Cuando se disponía a volver a su libro, vino hacia él desde la puerta de su casa Jack, a un trote corto. El señor observó su paso suelto, recordando los tiempos en que aquel hombre, mayor que él, era capaz de correr los ochocientos metros más deprisa que la mayoría de los habitantes del planeta. Jack, que venía a medir un metro setenta y cinco, seguía teniendo una elegancia felina. Pero parecía preocupado, y tenía tensión en el rostro arrugado.

El señor no dijo nada.

—Tenemos un problema, maldita sea —dijo Jack, dejándose caer en la silla contigua a la suya—. Alguien ha estado intentando localizar el origen de los correos electrónicos que crucé con Martin Chapman. El canalla no lo ha conseguido, pero se ha acercado mucho. He codificado los dos servidores de internet que creé en Somalia y en las Antillas y los he cerrado. Ahora no podrá encontrarnos de ninguna manera.

El señor sintió una explosión de furia ardiente dentro de su cabeza. No dijo nada, esperando a que amainara la tormenta. Su mal humor ya le había provocado demasiado dolor, a sí mismo y a sus seres queridos.

—Explicaste a Chapman las reglas —dijo el señor—. Yo se las dije. Él accedió. Ya las ha quebrantado dos veces.

—Lo he investigado un poco, a él y a Douglas Preston. Preston ha sido de la CIA, el muy canalla. Ya podría haberse encontrado una manera mejor de ganarse la vida a estas alturas. En todo caso, según la empresa de inversiones de Chapman, este está ahora en Atenas. Yo deduzco que Preston está con él, buscando a Eva Blake y a Judd Ryder. Como me dijiste que este asunto estaba relacionado con la Biblioteca de Oro, pasé aviso a nuestros contactos, y tengo algunos resultados interesantes.

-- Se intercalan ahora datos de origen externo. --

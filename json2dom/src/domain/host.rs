//! Element-construction capability supplied by the surrounding environment.

use thiserror::Error;

use crate::domain::value::PropValue;

/// Failures raised by a host while creating or mutating elements.
#[derive(Error, Debug, Clone, PartialEq)]
pub enum HostError {
    #[error("'{0}' is not a valid element name")]
    InvalidTag(String),

    #[error("unknown element kind: <{0}>")]
    UnknownTag(String),

    #[error("cannot assign read-only property '{property}' on <{tag}>")]
    ReadOnlyProperty { tag: String, property: String },

    #[error("property '{property}' is not supported on <{tag}>")]
    UnsupportedProperty { tag: String, property: String },

    #[error("invalid value for '{property}' on <{tag}>: {message}")]
    InvalidPropertyValue {
        tag: String,
        property: String,
        message: String,
    },

    #[error("cannot insert node: {0}")]
    HierarchyRequest(String),

    #[error("no element with id '{0}'")]
    ContainerNotFound(String),

    #[error("node does not belong to this document")]
    StaleNode,

    #[error("node is not an element")]
    NotAnElement,

    #[error("host error: {0}")]
    Js(String),
}

/// The three primitives the tree builder needs from its environment.
///
/// Implementations own the elements; the builder only holds handles.
pub trait Host {
    /// Handle to a constructed element.
    type Element: Clone;

    /// Create a new, detached element of kind `tag`.
    fn create_element(&mut self, tag: &str) -> Result<Self::Element, HostError>;

    /// Assign `value` to the property `name` of `element`.
    fn set_property(
        &mut self,
        element: &Self::Element,
        name: &str,
        value: &PropValue,
    ) -> Result<(), HostError>;

    /// Append `child` as the last child of `parent`.
    fn append_child(
        &mut self,
        parent: &Self::Element,
        child: &Self::Element,
    ) -> Result<(), HostError>;
}
//! Tests for TreeBuilder against the in-memory document

use std::cell::Cell;
use std::rc::Rc;

use json2dom::domain::{
    convert, Callback, Document, DocumentOptions, DomainError, HandlerRegistry, Host, HostError,
    NodeDescription, NodeId, PropValue, TreeBuilder,
};
use json2dom::util::testing;

fn parse(json: &str) -> NodeDescription {
    NodeDescription::from_json(json, &HandlerRegistry::new()).expect("valid description")
}

/// Tag, stored properties and children of a subtree, without node identities.
#[derive(Debug, PartialEq)]
struct Shape {
    tag: Option<String>,
    text: Option<String>,
    properties: Vec<(String, String)>,
    children: Vec<Shape>,
}

fn shape(doc: &Document, node: NodeId) -> Shape {
    Shape {
        tag: doc.tag(node).map(str::to_string),
        text: doc.text(node).map(str::to_string),
        properties: doc
            .properties(node)
            .iter()
            .map(|(name, value)| (name.clone(), value.to_display_string()))
            .collect(),
        children: doc
            .child_nodes(node)
            .iter()
            .map(|&child| shape(doc, child))
            .collect(),
    }
}

#[test]
fn given_empty_bag_when_converting_then_bare_element() {
    // Arrange
    testing::init_test_setup();
    let mut doc = Document::new();

    // Act
    let div = convert(&mut doc, &parse(r#"{"div": {}}"#)).unwrap();

    // Assert
    assert_eq!(doc.tag(div), Some("div"));
    assert!(doc.properties(div).is_empty());
    assert!(doc.child_nodes(div).is_empty());
}

#[test]
fn given_anchor_properties_when_converting_then_assigns_each() {
    // Arrange
    let mut doc = Document::new();
    let description = parse(r#"{"a": {"text": "Apples", "className": "my-styles"}}"#);

    // Act
    let a = convert(&mut doc, &description).unwrap();

    // Assert
    assert_eq!(doc.tag(a), Some("a"));
    assert_eq!(doc.property(a, "text"), Some(PropValue::from("Apples")));
    assert_eq!(doc.property(a, "className"), Some(PropValue::from("my-styles")));
}

#[test]
fn given_children_when_converting_then_appended_in_order() {
    // Arrange
    let mut doc = Document::new();
    let description = parse(
        r#"{"div": {"children": [{"input": {"id": "x"}}, {"button": {"textContent": "Go"}}]}}"#,
    );

    // Act
    let div = convert(&mut doc, &description).unwrap();

    // Assert
    let children = doc.children(div);
    assert_eq!(children.len(), 2);
    assert_eq!(doc.tag(children[0]), Some("input"));
    assert_eq!(doc.property(children[0], "id"), Some(PropValue::from("x")));
    assert_eq!(doc.tag(children[1]), Some("button"));
    assert_eq!(
        doc.property(children[1], "textContent"),
        Some(PropValue::from("Go"))
    );
    assert_eq!(doc.parent(children[0]), Some(div));
}

#[test]
fn given_callback_property_when_converting_then_stored_but_not_invoked() {
    // Arrange
    let hits = Rc::new(Cell::new(0));
    let counter = hits.clone();
    let callback = Callback::new("someCallback", move || counter.set(counter.get() + 1));
    let description = NodeDescription::new("button").prop("onclick", callback.clone());
    let mut doc = Document::new();

    // Act
    let button = convert(&mut doc, &description).unwrap();

    // Assert
    assert_eq!(hits.get(), 0);
    let stored = doc.property(button, "onclick").unwrap();
    assert!(stored.as_handler().is_some_and(|cb| cb.ptr_eq(&callback)));

    assert!(doc.dispatch(button, "click").unwrap());
    assert_eq!(hits.get(), 1);
}

#[test]
fn given_nested_description_when_converting_then_structure_mirrors_input() {
    // Arrange
    let mut doc = Document::new();
    let description = parse(
        r#"{"ul": {"children": [
            {"li": {"textContent": "one"}},
            {"li": {"children": [{"b": {"textContent": "two"}}]}},
            {"li": {}}
        ]}}"#,
    );

    // Act
    let ul = convert(&mut doc, &description).unwrap();

    // Assert
    let items = doc.children(ul);
    let expected: Vec<_> = description.props().child_descriptions().collect();
    assert_eq!(items.len(), expected.len());
    for (item, child) in items.iter().zip(expected) {
        assert_eq!(doc.tag(*item), Some(child.tag()));
    }
    assert_eq!(doc.text_content(ul), "onetwo");
    assert!(doc.children(items[2]).is_empty());
}

#[test]
fn given_every_value_type_when_converting_then_expandos_keep_values() {
    // Arrange
    let mut doc = Document::new();
    let description = parse(r#"{"div": {"count": 3, "flag": true, "label": "x", "none": null}}"#);

    // Act
    let div = convert(&mut doc, &description).unwrap();

    // Assert
    assert_eq!(doc.property(div, "count"), Some(PropValue::Number(3.0)));
    assert_eq!(doc.property(div, "flag"), Some(PropValue::Bool(true)));
    assert_eq!(doc.property(div, "label"), Some(PropValue::from("x")));
    assert_eq!(doc.property(div, "none"), Some(PropValue::Null));
}

#[test]
fn given_description_when_converting_then_input_is_unchanged() {
    // Arrange
    let description = parse(r#"{"div": {"id": "a", "children": [{"span": {"textContent": "t"}}]}}"#);
    let before = description.clone();
    let mut doc = Document::new();

    // Act
    convert(&mut doc, &description).unwrap();

    // Assert
    assert_eq!(description, before);
}

#[test]
fn given_prior_tree_when_converting_again_then_prior_tree_untouched() {
    // Arrange
    let mut doc = Document::new();
    let first = convert(&mut doc, &parse(r#"{"div": {"id": "first"}}"#)).unwrap();
    let first_shape = shape(&doc, first);

    // Act
    let second = convert(
        &mut doc,
        &parse(r#"{"div": {"id": "second", "children": [{"p": {}}]}}"#),
    )
    .unwrap();

    // Assert
    assert_ne!(first, second);
    assert_eq!(shape(&doc, first), first_shape);
    assert_eq!(doc.parent(first), None);
    assert_eq!(doc.parent(second), None);
}

#[test]
fn given_equal_descriptions_when_converting_twice_then_trees_equivalent() {
    // Arrange
    let json = r#"{"form": {"name": "f", "children": [
        {"input": {"type": "text", "maxLength": 8}},
        {"button": {"textContent": "Send", "disabled": true}}
    ]}}"#;
    let mut doc = Document::new();

    // Act
    let a = convert(&mut doc, &parse(json)).unwrap();
    let b = convert(&mut doc, &parse(json)).unwrap();

    // Assert
    assert_ne!(a, b);
    assert_eq!(shape(&doc, a), shape(&doc, b));
}

#[test]
fn given_empty_children_list_when_converting_then_leaf() {
    let mut doc = Document::new();

    let div = convert(&mut doc, &parse(r#"{"div": {"children": []}}"#)).unwrap();

    assert!(doc.child_nodes(div).is_empty());
}

#[test]
fn given_read_only_property_when_converting_then_error_propagates() {
    // Arrange
    let mut doc = Document::new();
    let description = parse(r#"{"div": {"children": [{"span": {"tagName": "p"}}]}}"#);

    // Act
    let result = convert(&mut doc, &description);

    // Assert
    assert_eq!(
        result.unwrap_err(),
        DomainError::Host(HostError::ReadOnlyProperty {
            tag: "span".into(),
            property: "tagName".into(),
        })
    );
}

#[test]
fn given_invalid_tag_when_converting_then_error_propagates() {
    let mut doc = Document::new();

    let result = convert(&mut doc, &parse(r#"{"div": {"children": [{"1nvalid": {}}]}}"#));

    assert_eq!(
        result.unwrap_err(),
        DomainError::Host(HostError::InvalidTag("1nvalid".into()))
    );
}

#[test]
fn given_strict_document_when_converting_unknown_names_then_rejected() {
    // Arrange
    let options = DocumentOptions {
        strict_tags: true,
        strict_properties: true,
    };

    // Act
    let unknown_tag = convert(
        &mut Document::with_options(options),
        &parse(r#"{"blink": {}}"#),
    );
    let unknown_property = convert(
        &mut Document::with_options(options),
        &parse(r#"{"div": {"colour": "red"}}"#),
    );

    // Assert
    assert_eq!(
        unknown_tag.unwrap_err(),
        DomainError::Host(HostError::UnknownTag("blink".into()))
    );
    assert_eq!(
        unknown_property.unwrap_err(),
        DomainError::Host(HostError::UnsupportedProperty {
            tag: "div".into(),
            property: "colour".into(),
        })
    );
}

#[test]
fn given_non_numeric_value_for_number_property_when_converting_then_rejected() {
    let mut doc = Document::new();

    let result = convert(&mut doc, &parse(r#"{"input": {"maxLength": "lots"}}"#));

    assert!(matches!(
        result,
        Err(DomainError::Host(HostError::InvalidPropertyValue { ref property, .. })) if property == "maxLength"
    ));
}

#[test]
fn given_string_handler_when_converting_then_stored_as_null() {
    let mut doc = Document::new();

    let button = convert(&mut doc, &parse(r#"{"button": {"onclick": "go()"}}"#)).unwrap();

    assert_eq!(doc.property(button, "onclick"), Some(PropValue::Null));
    assert!(!doc.dispatch(button, "click").unwrap());
}

#[test]
fn given_on_prefixed_non_event_name_when_converting_then_kept_as_string_expando() {
    // Arrange
    let mut doc = Document::new();
    let description = parse(r#"{"div": {"online": "yes", "onion": "layers"}}"#);

    // Act
    let div = convert(&mut doc, &description).unwrap();

    // Assert
    assert_eq!(doc.property(div, "online"), Some(PropValue::from("yes")));
    assert_eq!(doc.property(div, "onion"), Some(PropValue::from("layers")));
}

#[test]
fn given_depth_limit_when_description_is_deeper_then_rejected() {
    // Arrange
    let description = NodeDescription::new("div").children([NodeDescription::new("div")
        .children([NodeDescription::new("div")])]);
    let mut doc = Document::new();

    // Act
    let shallow = TreeBuilder::with_max_depth(2).convert(&mut doc, &description);
    let exact = TreeBuilder::with_max_depth(3).convert(&mut doc, &description);

    // Assert
    assert_eq!(shallow.unwrap_err(), DomainError::DepthExceeded { max: 2 });
    assert!(exact.is_ok());
}

#[test]
fn given_converted_tree_when_mounting_then_connected_under_container() {
    // Arrange
    let mut doc = Document::new();
    let container = doc.create_element("div").unwrap();
    doc.set_property(&container, "id", &PropValue::from("app")).unwrap();
    let body = doc.body();
    doc.append_child(&body, &container).unwrap();
    let root = convert(&mut doc, &parse(r#"{"p": {"id": "para"}}"#)).unwrap();
    assert!(!doc.is_connected(root));

    // Act
    let mounted = doc.mount("app", root).unwrap();

    // Assert
    assert_eq!(mounted, container);
    assert!(doc.is_connected(root));
    assert_eq!(doc.get_element_by_id("para"), Some(root));
    assert_eq!(
        doc.mount("missing", root).unwrap_err(),
        HostError::ContainerNotFound("missing".into())
    );
}
//! Application layer: services and use cases
//!
//! This layer orchestrates domain logic and depends on I/O boundary traits.

pub mod demo;
pub mod error;
pub mod error_ext;
pub mod services;

pub use error::{ApplicationError, ApplicationResult};
pub use error_ext::IoResultExt;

A mucha gente que quería investigar a los ricos y a los poderosos no se le ocurría nunca dirigirse a las fuentes menos evidentes: los servicios de protección, los guardaespaldas independientes, mercenarios privados, organizadores de festejos, cocineros, servicios de empleadas domésticas y niñeras, tripulaciones de barcos, pilotos…, todos los que estaban al servicio de los opulentos.

—¿Tienes una pista? —preguntó el señor.

—No lo dudes. No se me habría ocurrido venir a hablar contigo sin tenerla. El problema es que es arriesgada.

Mientras Jack le explicaba las posibilidades, el señor se quitó el sombrero y se frotó el flequillo gris con el antebrazo. Hacía años que le habían quemado las huellas dactilares; le habían alterado el rostro muchas veces con cirugía plástica. Tenía el cuerpo de un hombre de cuarenta y tantos años, aunque la piel le había envejecido; el régimen de hormonas, vitaminas y ejercicio no podía conseguirlo todo. Escuchó, asintiendo con la cabeza. Sí: aquello serviría.

—No será fácil —advirtió Jack de nuevo.

—Ahora mismo estaba leyendo a Platón.

El Carnívoro cerró el libro y lo dejó junto a su Walther. Tendió la vista sobre su finca tranquila, deseando que estuviera allí su hija. Pero a ella no le caía bien él.

—Es un libro profundo —comentó—. No estoy de acuerdo con todo lo que dice. Pero dice una cosa que parece que sí se cumple: «Solo los muertos han visto el final de la guerra».

Se puso de pie.

—Convoca a los compadres. Nos reuniremos dentro de la villa para hacer los preparativos.

CAPÍTULO
52

Atenas, Grecia

Del fondo del pasillo del hotel llegaba el sonido de un boletín de noticias griego cuando Judd dejó en el suelo, ante la puerta, la bandeja del almuerzo de los dos. Escuchando, miró a izquierda y derecha, y volvió a retirarse a la habitación. Eva parecía tensa; estaba sentada con los codos apoyados en la mesa y sujetándose la barbilla con una mano mientras releía el cuaderno de Charles. La noche anterior, Judd había creído que iba a perderla. Se alegraba de que Eva hubiera decidido aguantar, aunque ahora él se sentía todavía más responsable de ella.